What is the recommended way to build and run amuse in this sort of context? I see several different paths based on documentation online:

http://amusecode.org/wiki/cosmocomp

http://amusecode.org/doc/reference/cartesius.html

http://www.amusecode.org/doc/reference/distributed.html

I have attempted the following:

module load GCC/5.4.0-2.26
module load git/2.12.2
module load OpenMPI/1.10.3
module load Python/2.7.12
module load FFTW/3.3.4
module load matplotlib/1.5.3-Python-2.7.12
module load numpy/1.12.1-Python-2.7.12
module load mpi4py/2.0.0-Python-2.7.12
git clone git@github.com:amusecode/amuse.git
cd amuse
./configure MPIEXEC=/usr/scheduler/slurm/bin/srun
make

Most of the packages build without issue, but each attempt I have made to run with MPI has failed. Note that I have not attempted to build amuse in distributed mode yet (3rd link above). When I run a simple script like the following:

#!/bin/bash
#SBATCH --partition=debug
#SBATCH --ntasks=8
#SBATCH --mem=10G
#SBATCH --nodes=1

module restore amuse
srun -n 1 amuse.sh examples/simple/hrdiagram.py

I get the following output:

[vmp588:26517] [[36800,1],0] ORTE_ERROR_LOG: Not available in file dpm_orte.c at line 1100
Traceback (most recent call last):
  File "examples/simple/hrdiagram.py", line 60, in <module>
    temperatures, luminosities = simulate_evolution_tracks()
  File "examples/simple/hrdiagram.py", line 20, in simulate_evolution_tracks
    stellar_evolution = SSE()
  File "/gpfs22/home/frenchwr/tmp/amuse/src/amuse/community/sse/interface.py", line 211, in __init__
    InCodeComponentImplementation.__init__(self, SSEInterface(**options), **options)
  File "/gpfs22/home/frenchwr/tmp/amuse/src/amuse/community/sse/interface.py", line 26, in __init__
    CodeInterface.__init__(self, name_of_the_worker="sse_worker", **options)
  File "/gpfs22/home/frenchwr/tmp/amuse/src/amuse/rfi/core.py", line 711, in __init__
    self._start(name_of_the_worker = name_of_the_worker, **options)
  File "/gpfs22/home/frenchwr/tmp/amuse/src/amuse/rfi/core.py", line 739, in _start
    self.channel.start()
  File "/gpfs22/home/frenchwr/tmp/amuse/src/amuse/rfi/channel.py", line 1525, in start
    self.intercomm = MPI.COMM_SELF.Spawn(command, arguments, self.number_of_workers, info=self.info)
  File "MPI/Comm.pyx", line 1559, in mpi4py.MPI.Intracomm.Spawn (src/mpi4py.MPI.c:113260)
mpi4py.MPI.Exception: MPI_ERR_UNKNOWN: unknown error
srun: error: vmp588: task 0: Exited with exit code 1

Note that srun is SLURM's mpiexec wrapper.
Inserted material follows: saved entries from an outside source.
//! Renaming a customer.
//!
//! The party view fetched by the first step decides whether the natural
//! person or the legal entity record is renamed.

use std::sync::Arc;

use saga::{SagaBuilder, SagaContext, SagaDefinition, StepDefinition, StepError, step_fn};

use super::{CTX_CUSTOMER_ID, CTX_PARTY_ID};
use crate::client::{CustomersClient, PartyView};
use crate::commands::{KIND_INDIVIDUAL, KIND_ORGANIZATION, UpdateNameCommand};

pub const SAGA_NAME: &str = "UpdateNameSaga";

pub const STEP_RETRIEVE_PARTY_ID: &str = "retrievePartyId";
pub const STEP_RETRIEVE_CUSTOMER: &str = "retrieveCustomer";
pub const STEP_UPDATE_NAME: &str = "updateName";

pub const EVENT_PARTY_RETRIEVED: &str = "party.retrieved";
pub const EVENT_CUSTOMER_RETRIEVED: &str = "customer.retrieved";
pub const EVENT_CUSTOMER_NAME_CHANGED: &str = "customername.changed";

fn party_view(ctx: &SagaContext) -> Result<PartyView, StepError> {
    ctx.step_output(STEP_RETRIEVE_PARTY_ID)
        .ok_or_else(|| StepError::internal("party view was not recorded"))
}

fn unsupported(kind: &str) -> StepError {
    StepError::invalid_input(format!("Unsupported party kind: {kind}"))
}

pub fn saga(client: &Arc<dyn CustomersClient>) -> SagaBuilder {
    let retrieve_party = {
        let client = Arc::clone(client);
        step_fn(move |cmd: UpdateNameCommand, ctx: SagaContext| {
            let client = Arc::clone(&client);
            async move {
                let view = client.get_party(cmd.party_id).await?;
                ctx.put(&CTX_PARTY_ID, view.party_id)?;
                Ok(Some(view))
            }
        })
    };

    let retrieve_customer = {
        let client = Arc::clone(client);
        step_fn(move |(): (), ctx: SagaContext| {
            let client = Arc::clone(&client);
            async move {
                let view = party_view(&ctx)?;
                let customer_id = match view.party_kind.as_str() {
                    KIND_INDIVIDUAL => client.get_natural_person(view.party_id).await?,
                    KIND_ORGANIZATION => client.get_legal_person(view.party_id).await?,
                    other => return Err(unsupported(other)),
                };
                ctx.put(&CTX_CUSTOMER_ID, customer_id)?;
                Ok(Some(customer_id))
            }
        })
    };

    let update_name = {
        let client = Arc::clone(client);
        step_fn(move |cmd: UpdateNameCommand, ctx: SagaContext| {
            let client = Arc::clone(&client);
            async move {
                let view = party_view(&ctx)?;
                let customer_id = ctx.require(&CTX_CUSTOMER_ID)?;
                let id = match view.party_kind.as_str() {
                    KIND_INDIVIDUAL => {
                        client
                            .update_natural_person_name(cmd.party_id, customer_id, &cmd.new_name)
                            .await?
                    }
                    KIND_ORGANIZATION => {
                        client
                            .update_legal_person_name(cmd.party_id, customer_id, &cmd.new_name)
                            .await?
                    }
                    other => return Err(unsupported(other)),
                };
                Ok(Some(id))
            }
        })
    };

    SagaDefinition::builder(SAGA_NAME)
        .step(
            StepDefinition::new(STEP_RETRIEVE_PARTY_ID).event(EVENT_PARTY_RETRIEVED),
            retrieve_party,
        )
        .step(
            StepDefinition::new(STEP_RETRIEVE_CUSTOMER)
                .depends_on([STEP_RETRIEVE_PARTY_ID])
                .event(EVENT_CUSTOMER_RETRIEVED),
            retrieve_customer,
        )
        .step(
            StepDefinition::new(STEP_UPDATE_NAME)
                .depends_on([STEP_RETRIEVE_CUSTOMER])
                .event(EVENT_CUSTOMER_NAME_CHANGED),
            update_name,
        )
}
ipelupessy commented 6 years ago

this looks like an MPI spawn issue. You could try to run a basic mpi4py spawn example, or try to see if amuse works with sockets channel, adapt amuserc.example by adding:

channel_type=sockets

in the channel section, saving then as amuserc. Sometimes (mainly on supercomputers) the MPI implementation lacks mpi spawn, but that shouldn't be the case here though - a mismatch between the mpi4py and mpi is also a possibility...
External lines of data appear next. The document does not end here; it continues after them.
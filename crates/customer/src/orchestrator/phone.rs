//! Single-phone sagas.

use std::sync::Arc;

use saga::{SagaBuilder, SagaContext, SagaDefinition, StepDefinition, StepError, step_fn};

use super::{CTX_PARTY_ID, remove_compensation};
use crate::client::{CustomersClient, ResourceKind};
use crate::commands::{RegisterPhoneCommand, RemovePhoneCommand};

pub const ADD_SAGA_NAME: &str = "AddPhoneSaga";
pub const REMOVE_SAGA_NAME: &str = "RemovePhoneSaga";

pub const STEP_ADD_NEW_PHONE: &str = "addNewPhone";
pub const STEP_REMOVE_NEW_PHONE: &str = "removeNewPhone";

pub const COMPENSATE_REMOVE_PHONE: &str = "removePhone";

pub const EVENT_PHONE_ADDED: &str = "phone.added";
pub const EVENT_PHONE_REMOVED: &str = "phone.removed";

pub fn add_saga(client: &Arc<dyn CustomersClient>) -> SagaBuilder {
    let add = {
        let client = Arc::clone(client);
        step_fn(move |cmd: RegisterPhoneCommand, ctx: SagaContext| {
            let client = Arc::clone(&client);
            async move {
                let party_id = cmd
                    .party_id
                    .ok_or_else(|| StepError::invalid_input("phone command has no party id"))?;
                ctx.put(&CTX_PARTY_ID, party_id)?;
                let id = client.create_phone(party_id, &cmd).await?;
                Ok(Some(id))
            }
        })
    };

    SagaDefinition::builder(ADD_SAGA_NAME)
        .step(
            StepDefinition::new(STEP_ADD_NEW_PHONE)
                .compensate(COMPENSATE_REMOVE_PHONE)
                .event(EVENT_PHONE_ADDED)
                .requires_input(),
            add,
        )
        .compensation(
            COMPENSATE_REMOVE_PHONE,
            remove_compensation(client, ResourceKind::Phone),
        )
}

pub fn remove_saga(client: &Arc<dyn CustomersClient>) -> SagaBuilder {
    let client = Arc::clone(client);
    let remove = step_fn(move |cmd: RemovePhoneCommand, _ctx: SagaContext| {
        let client = Arc::clone(&client);
        async move {
            client
                .delete(ResourceKind::Phone, cmd.party_id, cmd.phone_id)
                .await?;
            Ok(None::<()>)
        }
    });

    SagaDefinition::builder(REMOVE_SAGA_NAME).step(
        StepDefinition::new(STEP_REMOVE_NEW_PHONE)
            .event(EVENT_PHONE_REMOVED)
            .requires_input(),
        remove,
    )
}
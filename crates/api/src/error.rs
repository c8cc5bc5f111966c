//! API error types with HTTP response mapping.

use axum::Json;
use axum::http::StatusCode;
use axum::response::{IntoResponse, Response};
use customer::CustomerError;
use saga::{FailureKind, SagaError, SagaResult, SagaStatus};
use serde_json::json;
use thiserror::Error;

/// API-level error type that maps to HTTP responses.
#[derive(Debug, Error)]
pub enum ApiError {
    /// Bad request from the client.
    #[error("{0}")]
    BadRequest(String),

    /// The command could not be turned into a saga execution.
    #[error(transparent)]
    Customer(#[from] CustomerError),

    /// The saga ran and did not complete.
    #[error("saga {} {}", .0.saga, .0.status)]
    SagaFailed(Box<SagaResult>),
}

impl From<SagaResult> for ApiError {
    fn from(result: SagaResult) -> Self {
        ApiError::SagaFailed(Box::new(result))
    }
}

/// HTTP status for a saga outcome.
///
/// A compensated failure maps by its cause; a failure whose rollback did
/// not finish is always a server error.
pub fn status_for(result: &SagaResult) -> StatusCode {
    match result.status {
        SagaStatus::Completed => StatusCode::OK,
        SagaStatus::CompensationIncomplete => StatusCode::INTERNAL_SERVER_ERROR,
        SagaStatus::Failed => match result.failure.as_ref().map(|f| f.kind()) {
            Some(FailureKind::Conflict) => StatusCode::CONFLICT,
            Some(FailureKind::NotFound) => StatusCode::NOT_FOUND,
            Some(FailureKind::InvalidInput) => StatusCode::BAD_REQUEST,
            Some(FailureKind::Unavailable | FailureKind::Timeout | FailureKind::Cancelled) => {
                StatusCode::SERVICE_UNAVAILABLE
            }
            Some(FailureKind::Internal) | None => StatusCode::INTERNAL_SERVER_ERROR,
        },
    }
}

fn customer_error_status(err: &CustomerError) -> StatusCode {
    match err {
        CustomerError::InvalidCommand(_) => StatusCode::BAD_REQUEST,
        CustomerError::Saga(SagaError::InputSerialization { .. }) => StatusCode::BAD_REQUEST,
        CustomerError::Saga(_) => StatusCode::INTERNAL_SERVER_ERROR,
    }
}

fn saga_failure_body(result: &SagaResult) -> serde_json::Value {
    let message = result
        .failure
        .as_ref()
        .map(ToString::to_string)
        .unwrap_or_else(|| format!("saga {} did not complete", result.saga));
    json!({
        "error": message,
        "saga": result.saga,
        "executionId": result.execution_id,
        "status": result.status.as_str(),
        "failedStep": result.failure.as_ref().map(|f| f.step.clone()),
        "compensated": result.compensated(),
    })
}

impl IntoResponse for ApiError {
    fn into_response(self) -> Response {
        let (status, body) = match self {
            ApiError::BadRequest(msg) => (StatusCode::BAD_REQUEST, json!({ "error": msg })),
            ApiError::Customer(err) => {
                let status = customer_error_status(&err);
                if status.is_server_error() {
                    tracing::error!(error = %err, "customer command could not be started");
                }
                (status, json!({ "error": err.to_string() }))
            }
            ApiError::SagaFailed(result) => {
                if result.status == SagaStatus::CompensationIncomplete {
                    let failed: Vec<String> = result
                        .compensation_errors()
                        .iter()
                        .map(ToString::to_string)
                        .collect();
                    tracing::error!(
                        saga = %result.saga,
                        execution_id = %result.execution_id,
                        failed_compensations = ?failed,
                        "Saga rollback incomplete, data inconsistency requires operator action"
                    );
                }
                (status_for(&result), saga_failure_body(&result))
            }
        };

        metrics::counter!("api_errors_total", "status" => status.as_u16().to_string())
            .increment(1);
        (status, Json(body)).into_response()
    }
}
computerworkers commented 5 years ago

If this can be of help to anybody, we manage a cluster with slurm and easybuild and we were getting the error reported above by @frenchwr when using easybuild v3.9.1 (modules foss/2018a and Python/2.7.14-foss-2018a), slurm v18.08 and amuse v12 build on top of foss2018a. It turned out that Python/2.7.14-foss-2018a came with its own mpi4py installed and that was not working well with foss/amuse openmpi. So we re-installed mpi4py as a separate eb module on the top of the foss toolchain. Here follows an example eb config file

# computerworkers @ strw leiden
easyblock = 'PythonPackage'

name = 'mpi4py'
version = '3.0.0'
pyver='2.7.14'
pyshortver = '2.7'

versionsuffix = '-Python-2.7.14'

homepage = 'https://bitbucket.org/mpi4py/mpi4py'
description = """MPI for Python (mpi4py) provides bindings of the Message Passing Interface (MPI) standard for
 the Python programming language, allowing any Python program to exploit multiple processors."""
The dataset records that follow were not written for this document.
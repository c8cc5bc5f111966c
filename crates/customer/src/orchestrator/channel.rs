//! Preferred contact channel.

use std::sync::Arc;

use saga::{SagaBuilder, SagaContext, SagaDefinition, StepDefinition, StepError, step_fn};

use crate::client::CustomersClient;
use crate::commands::PreferredChannelCommand;

pub const SAGA_NAME: &str = "SetPreferredChannelSaga";

pub const STEP_UPDATE_CHANNEL: &str = "updateChannel";

pub const EVENT_PREFERRED_CHANNEL_UPDATED: &str = "preferredChannel.updated";

pub fn saga(client: &Arc<dyn CustomersClient>) -> SagaBuilder {
    let client = Arc::clone(client);
    let update = step_fn(move |cmd: PreferredChannelCommand, _ctx: SagaContext| {
        let client = Arc::clone(&client);
        async move {
            let party_id = cmd
                .party_id
                .ok_or_else(|| StepError::invalid_input("channel command has no party id"))?;

            // Email and phone are independent; both updates run at once.
            let email = async {
                match cmd.email_id {
                    Some(id) => client.set_primary_email(party_id, id).await,
                    None => Ok(()),
                }
            };
            let phone = async {
                match cmd.phone_id {
                    Some(id) => client.set_primary_phone(party_id, id).await,
                    None => Ok(()),
                }
            };
            tokio::try_join!(email, phone)?;
            Ok(None::<()>)
        }
    });

    SagaDefinition::builder(SAGA_NAME).step(
        StepDefinition::new(STEP_UPDATE_CHANNEL)
            .event(EVENT_PREFERRED_CHANNEL_UPDATED)
            .requires_input(),
        update,
    )
}
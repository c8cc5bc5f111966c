//! Per-execution shared state.

use std::collections::HashMap;
use std::fmt;
use std::marker::PhantomData;
use std::sync::{Arc, Mutex, MutexGuard, PoisonError};

use serde::Serialize;
use serde::de::DeserializeOwned;
use serde_json::Value;

use crate::error::StepError;

/// Name and value type of one context entry.
///
/// Sagas declare their keys as constants so the set of keys a saga reads
/// and writes is part of its documented contract:
///
/// ```
/// use saga::ContextKey;
///
/// pub const CTX_PARTY_ID: ContextKey<i64> = ContextKey::new("partyId");
/// ```
pub struct ContextKey<T> {
    name: &'static str,
    _type: PhantomData<fn() -> T>,
}

impl<T> ContextKey<T> {
    pub const fn new(name: &'static str) -> Self {
        Self {
            name,
            _type: PhantomData,
        }
    }

    pub const fn name(&self) -> &'static str {
        self.name
    }
}

impl<T> Clone for ContextKey<T> {
    fn clone(&self) -> Self {
        *self
    }
}

impl<T> Copy for ContextKey<T> {}

impl<T> fmt::Debug for ContextKey<T> {
    fn fmt(&self, f: &mut fmt::Formatter<'_>) -> fmt::Result {
        f.debug_tuple("ContextKey").field(&self.name).finish()
    }
}

#[derive(Debug, Default)]
struct ContextState {
    variables: HashMap<String, Value>,
    outputs: HashMap<String, Value>,
}

/// Mutable key/value store shared by every step of one execution.
///
/// Cloning is cheap and yields a handle to the same store. All reads and
/// writes go through a single mutex; the lock is never held across an
/// `.await`, so accessors are plain synchronous calls usable from
/// activation predicates.
#[derive(Clone, Default)]
pub struct SagaContext {
    state: Arc<Mutex<ContextState>>,
}

impl SagaContext {
    /// Creates an empty context.
    pub fn new() -> Self {
        Self::default()
    }

    fn lock(&self) -> MutexGuard<'_, ContextState> {
        // A step that panicked while holding the lock cannot leave a map
        // half-written, so the data is still usable.
        self.state.lock().unwrap_or_else(PoisonError::into_inner)
    }

    /// Stores `value` under `key`, replacing any previous value.
    pub fn put<T: Serialize>(&self, key: &ContextKey<T>, value: T) -> Result<(), StepError> {
        let value = serde_json::to_value(value)?;
        self.lock().variables.insert(key.name.to_string(), value);
        Ok(())
    }

    /// Reads the value stored under `key`.
    ///
    /// Returns `None` if the key is absent or holds a value of another type.
    pub fn get<T: DeserializeOwned>(&self, key: &ContextKey<T>) -> Option<T> {
        let value = self.lock().variables.get(key.name).cloned()?;
        serde_json::from_value(value).ok()
    }

    /// Reads the value stored under `key`, failing the step if it is missing.
    pub fn require<T: DeserializeOwned>(&self, key: &ContextKey<T>) -> Result<T, StepError> {
        let value = self
            .lock()
            .variables
            .get(key.name)
            .cloned()
            .ok_or_else(|| {
                StepError::internal(format!("saga context has no value for '{}'", key.name))
            })?;
        Ok(serde_json::from_value(value)?)
    }

    pub fn contains<T>(&self, key: &ContextKey<T>) -> bool {
        self.lock().variables.contains_key(key.name)
    }

    /// Removes and returns the value stored under `key`.
    pub fn remove<T: DeserializeOwned>(&self, key: &ContextKey<T>) -> Option<T> {
        let value = self.lock().variables.remove(key.name)?;
        serde_json::from_value(value).ok()
    }

    /// Returns true if `key` holds exactly `expected`.
    pub fn matches<T: Serialize>(&self, key: &ContextKey<T>, expected: T) -> bool {
        let Ok(expected) = serde_json::to_value(expected) else {
            return false;
        };
        self.lock().variables.get(key.name) == Some(&expected)
    }

    /// Reads the recorded output of an earlier step.
    ///
    /// For fan-out steps the output is the list of element outputs in
    /// element order, with `null` for elements that produced nothing.
    pub fn step_output<T: DeserializeOwned>(&self, step: &str) -> Option<T> {
        let value = self.lock().outputs.get(step).cloned()?;
        serde_json::from_value(value).ok()
    }

    pub(crate) fn record_output(&self, step: &str, index: Option<usize>, output: Value) {
        let mut state = self.lock();
        match index {
            None => {
                state.outputs.insert(step.to_string(), output);
            }
            Some(i) => {
                let entry = state
                    .outputs
                    .entry(step.to_string())
                    .or_insert_with(|| Value::Array(Vec::new()));
                if let Value::Array(items) = entry {
                    if items.len() <= i {
                        items.resize(i + 1, Value::Null);
                    }
                    items[i] = output;
                }
            }
        }
    }

    /// Returns a copy of all variables, for reporting.
    pub fn snapshot(&self) -> HashMap<String, Value> {
        self.lock().variables.clone()
    }
}

impl fmt::Debug for SagaContext {
    fn fmt(&self, f: &mut fmt::Formatter<'_>) -> fmt::Result {
        let state = self.lock();
        f.debug_struct("SagaContext")
            .field("variables", &state.variables)
            .field("outputs", &state.outputs.keys().collect::<Vec<_>>())
            .finish()
    }
}

#[cfg(test)]
mod tests {
    use super::*;

    const PARTY_ID: ContextKey<i64> = ContextKey::new("partyId");
    const KIND: ContextKey<String> = ContextKey::new("customerType");

    #[test]
    fn test_put_and_get() {
        let ctx = SagaContext::new();
        assert_eq!(ctx.get(&PARTY_ID), None);
        assert!(!ctx.contains(&PARTY_ID));

        ctx.put(&PARTY_ID, 42).unwrap();
        assert_eq!(ctx.get(&PARTY_ID), Some(42));
        assert!(ctx.contains(&PARTY_ID));
    }

    #[test]
    fn test_clones_share_state() {
        let ctx = SagaContext::new();
        let other = ctx.clone();
        other.put(&KIND, "INDIVIDUAL".to_string()).unwrap();
        assert_eq!(ctx.get(&KIND).as_deref(), Some("INDIVIDUAL"));
    }

    #[test]
    fn test_require_missing_key_is_step_error() {
        let ctx = SagaContext::new();
        let err = ctx.require(&PARTY_ID).unwrap_err();
        assert_eq!(err.kind(), crate::FailureKind::Internal);
        assert!(err.message().contains("partyId"));
    }

    #[test]
    fn test_get_with_wrong_type_is_none() {
        let ctx = SagaContext::new();
        ctx.put(&KIND, "ORGANIZATION".to_string()).unwrap();
        let as_number: ContextKey<i64> = ContextKey::new("customerType");
        assert_eq!(ctx.get(&as_number), None);
        assert!(ctx.require(&as_number).is_err());
    }

    #[test]
    fn test_matches() {
        let ctx = SagaContext::new();
        assert!(!ctx.matches(&KIND, "ORGANIZATION".to_string()));
        ctx.put(&KIND, "ORGANIZATION".to_string()).unwrap();
        assert!(ctx.matches(&KIND, "ORGANIZATION".to_string()));
        assert!(!ctx.matches(&KIND, "INDIVIDUAL".to_string()));
    }

    #[test]
    fn test_remove() {
        let ctx = SagaContext::new();
        ctx.put(&PARTY_ID, 7).unwrap();
        assert_eq!(ctx.remove(&PARTY_ID), Some(7));
        assert!(!ctx.contains(&PARTY_ID));
    }

    #[test]
    fn test_step_outputs_single_and_fan_out() {
        let ctx = SagaContext::new();
        ctx.record_output("registerParty", None, Value::from(10));
        ctx.record_output("registerAddress", Some(1), Value::from(22));
        ctx.record_output("registerAddress", Some(0), Value::from(21));

        assert_eq!(ctx.step_output::<i64>("registerParty"), Some(10));
        assert_eq!(
            ctx.step_output::<Vec<i64>>("registerAddress"),
            Some(vec![21, 22])
        );
        assert_eq!(ctx.step_output::<i64>("missing"), None);
    }

    #[test]
    fn test_snapshot_contains_variables_only() {
        let ctx = SagaContext::new();
        ctx.put(&PARTY_ID, 1).unwrap();
        ctx.record_output("registerParty", None, Value::from(1));
        let snapshot = ctx.snapshot();
        assert_eq!(snapshot.len(), 1);
        assert_eq!(snapshot.get("partyId"), Some(&Value::from(1)));
    }
}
toolchain = {'name': 'foss', 'version': '2018a'}

source_urls = [PYPI_SOURCE]
sources = [SOURCE_TAR_GZ]
checksums = [
    'b457b02d85bdd9a4775a097fac5234a20397b43e073f14d9e29b6cd78c68efd7',  # mpi4py-3.0.0.tar.gz
]

dependencies = [('Python', '%(pyver)s')]

# force rebuilding everything, including patched files
buildopts = '--force'

sanity_check_paths = {
    'files': [],
    'dirs': ['lib/python%(pyshortver)s/site-packages/mpi4py'],
}

# check that timed pingpong routines that are added via the patch are available
sanity_check_commands = [
    ('python', '-c "from mpi4py.MPI import Comm"'),
]

moduleclass = 'lib'

On our cluster this resulted in the following working pseudo workflow

module load amuse
module load mpi4py
srun   --mem=16000  --pty bash -i
# read http://amusecode.org/wiki/openmpi
export OMPI_MCA_rmaps_base_oversubscribe=yes
mpirun python amuse_example.py

stale[bot] commented 2 years ago

This issue has been automatically marked as stale because it has not had recent activity. It will be closed in 28 days if no further activity occurs. Thank you for your contributions.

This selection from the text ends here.